[DATA SHOWN]
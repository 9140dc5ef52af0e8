use std::process::Command;

use assert_cmd::prelude::*;
use predicates::prelude::*;

#[test]
fn client_prints_its_version() {
    Command::cargo_bin("skv-client")
        .unwrap()
        .arg("-V")
        .assert()
        .success()
        .stdout(predicate::str::contains("skv-client"));
}

#[test]
fn server_prints_its_version() {
    Command::cargo_bin("skv-server")
        .unwrap()
        .arg("-V")
        .assert()
        .success()
        .stdout(predicate::str::contains("skv-server"));
}

#[test]
fn client_with_no_subcommand_fails() {
    Command::cargo_bin("skv-client").unwrap().assert().failure();
}

#[test]
fn client_rejects_an_invalid_address() {
    Command::cargo_bin("skv-client")
        .unwrap()
        .args(&["--addr", "not-an-address", "count", "--tkn", "1"])
        .assert()
        .failure();
}

#[test]
fn client_rejects_a_non_numeric_token() {
    Command::cargo_bin("skv-client")
        .unwrap()
        .args(&["--addr", "127.0.0.1:4000", "end", "--tkn", "not-a-token"])
        .assert()
        .failure();
}

#[test]
fn server_rejects_an_invalid_address() {
    Command::cargo_bin("skv-server")
        .unwrap()
        .args(&["--addr", "not-an-address"])
        .assert()
        .failure();
}

#[test]
fn server_rejects_a_zero_thread_pool() {
    Command::cargo_bin("skv-server")
        .unwrap()
        .args(&["--addr", "127.0.0.1:4009", "--threads", "0"])
        .assert()
        .failure();
}

#[test]
fn server_rejects_a_zero_sweep_interval() {
    Command::cargo_bin("skv-server")
        .unwrap()
        .args(&["--addr", "127.0.0.1:4009", "--sweep-interval", "0"])
        .assert()
        .failure();
}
[/DATA SHOWN]
▶ [YOUR INSTRUCTIONS] Report the lines above that have the word "prelude" in them.

▶ [WORKED SOLUTION]
use assert_cmd::prelude::*;
use predicates::prelude::*;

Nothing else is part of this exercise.